Mahmood e Achille Lauro. Questo Sanremo è stato la rivincita degli educati
Ultimo, invece di lagnarsi a casa sua, l’ha fatto su Instagram
Ci scuserete se abusiamo ancora una volta di Sanremo per distanziare popolo ed élite, dare segnali sociopolitici, raccontare il paese dei nostri sogni anziché quello reale. Ma quando è buona la prima, sapete com’è. Achille Lauro e Mahmood fanno il primo la trap e il rock (post rock, post punk, post trap, è tutto un post, un “in verità siamo outsider in tutto”) e il secondo il rap. Sono bravi, preparati, assennati (la gavetta l’hanno fatta alla vecchia maniera, senza scorciarla su Instagram) e pure educati, a modo, gentili, carucci, dolcissimi. Tutti attributi che non ci fanno pensare a Mick Jagger o a Kanye West e va bene, ma è di altri Mick Jagger e Kanye West che abbiamo bisogno noi, o il rock e il rap e la trap, o il futuro? Forse no.
La rivoluzione la faranno gli educati, disse Franca Valeri in un’intervista di un anno e passa fa. Suonò utopistico allora e, naturalmente, suona utopistico anche adesso, col bullismo più inarrestabile del dissesto idrogeologico, e il lessico dei governanti più colorito di quello di certi soft porno, o di certi reality show. Eppure, per un Ultimo che invece di farsi andar bene il secondo posto a Sanremo abbracciando i suoi colleghi e sfogando la delusione a casa sua, è filato in sala stampa a dare degli iettatori ai giornalisti, e poi su Instagram a far di conto per dire agli italiani che la volontà popolare è stata calpestata, e a rifiutarsi di posare per Tv Sorrisi e Canzoni, inanellando una cafonata dopo l’altra, di mitomania in mitomania, abbiamo guadagnato due campioni dell’antiprovocazione, della pacatezza, della moderazione, dell’auto-ridimensionamento. “Siamo giovani, la pressione è tanta”, ha risposto Mahmood quando gli hanno domandato di commentare la reazione di Ultimo. Sulla polemicuccia che ha scatenato il suo primo posto: “Mi fa sorridere, non ci faccio caso”. E non c’è stato modo, per noialtri pescecani, di scucirgli di bocca una mezza parola di protervia.

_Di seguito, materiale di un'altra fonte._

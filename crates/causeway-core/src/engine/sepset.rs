//! Separating sets recorded during the adjacency search.

use rustc_hash::FxHashMap;

use crate::engine::graph::{Graph, NodeId};

/// Conditioning sets that rendered removed pairs independent.
///
/// Keys are unordered pairs. Only pairs whose edge was removed by an
/// independence verdict have an entry, and the first recorded set is kept:
/// later `set` calls for the same pair are ignored.
#[derive(Debug, Clone, Default, PartialEq, Eq)]
pub struct SepsetMap {
    sets: FxHashMap<(NodeId, NodeId), Vec<NodeId>>,
}

#[inline]
fn key(a: NodeId, b: NodeId) -> (NodeId, NodeId) {
    if a <= b {
        (a, b)
    } else {
        (b, a)
    }
}

impl SepsetMap {
    pub fn new() -> Self {
        Self::default()
    }

    /// Records `sepset` for `{a, b}` unless one is already present.
    ///
    /// Returns `true` if the set was recorded.
    pub fn set(&mut self, a: NodeId, b: NodeId, sepset: Vec<NodeId>) -> bool {
        match self.sets.entry(key(a, b)) {
            std::collections::hash_map::Entry::Occupied(_) => false,
            std::collections::hash_map::Entry::Vacant(slot) => {
                slot.insert(sepset);
                true
            }
        }
    }

    pub fn get(&self, a: NodeId, b: NodeId) -> Option<&[NodeId]> {
        self.sets.get(&key(a, b)).map(Vec::as_slice)
    }

    pub fn contains_pair(&self, a: NodeId, b: NodeId) -> bool {
        self.sets.contains_key(&key(a, b))
    }

    /// True if `node` is in the recorded sepset of `{a, b}`.
    ///
    /// `None` when the pair has no recorded sepset.
    pub fn is_in_sepset(&self, node: NodeId, a: NodeId, b: NodeId) -> Option<bool> {
        self.get(a, b).map(|set| set.contains(&node))
    }

    pub fn len(&self) -> usize {
        self.sets.len()
    }

    pub fn is_empty(&self) -> bool {
        self.sets.is_empty()
    }

    /// Entries sorted by pair.
    pub fn entries(&self) -> Vec<((NodeId, NodeId), &[NodeId])> {
        let mut out: Vec<_> = self
            .sets
            .iter()
            .map(|(pair, set)| (*pair, set.as_slice()))
            .collect();
        out.sort_unstable_by_key(|(pair, _)| *pair);
        out
    }

    /// Human-readable `{A, C} | {B}` lines, using `graph` for names.
    pub fn describe(&self, graph: &Graph) -> Vec<String> {
        self.entries()
            .into_iter()
            .map(|((a, b), set)| {
                let names: Vec<&str> = set.iter().map(|&n| graph.name(n)).collect();
                format!(
                    "{{{}, {}}} | {{{}}}",
                    graph.name(a),
                    graph.name(b),
                    names.join(", ")
                )
            })
            .collect()
    }
}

Lauro è stato accusato di aver plagiato, inneggiato alla droga, fornito un discutibile modello di crescita personale, essersi tatuato la faccia, e persino d’aver velato un invito all’autodistruzione – “Voglio una vita così, voglio una fine così, piena di Rolls Royce” (a un neppure trentenne che fa una canzone glam con dentro Miró e Paul Gascoigne, l’Italia mette davanti Simona Izzo che gli domanda se stia invitandoci tutti a suicidarci o, peggio, se voglia suicidarsi lui). Eppure lui ha tranquillizzato tutti, con la pazienza e la classe che credevamo annegate ed estinte per sempre; ha salutato, fatto inchini, ringraziato per l’applauso, per l’occasione, per “l’onore di essere qui con voi” e “l’onore di sedermi al tavolo con Orietta Berti” e “l’onore di fare un selfie con te, Mara”. Pure delle accuse di plagio s’è detto onorato: “Magari fossi capace di scrivere un pezzo come quello degli Smashing Pumpkins!”. Puoi fare il rock e non sfasciare la chitarra sul palco, nel salotto di una signora, nel salotto televisivo degli italiani? “Ciao stupenda”, ha detto il cantante degli Zen Circus a Mara Venier, a “Domenica In”. Il pregevole Nigiotti, che è nostalgico di tutto, specie di rock e campi di grano, e ha scritto la più brutta canzone del festival, Venier l’ha salutata dandole del sogno erotico. Chiara la differenza?
Natalia Aspesi ha scritto che s’è percepita, a Sanremo, “l’inquietudine di tutti col pensiero di sbagliare; di essere puniti, di scomparire”. E se anche fosse stato per questo che Mahmood e Lauro sono stati tanto bravi a star buoni, sarebbe comunque un’enorme vittoria per la buona educazione, finalmente riconosciuta come una pratica benefica, igienica, e protettiva.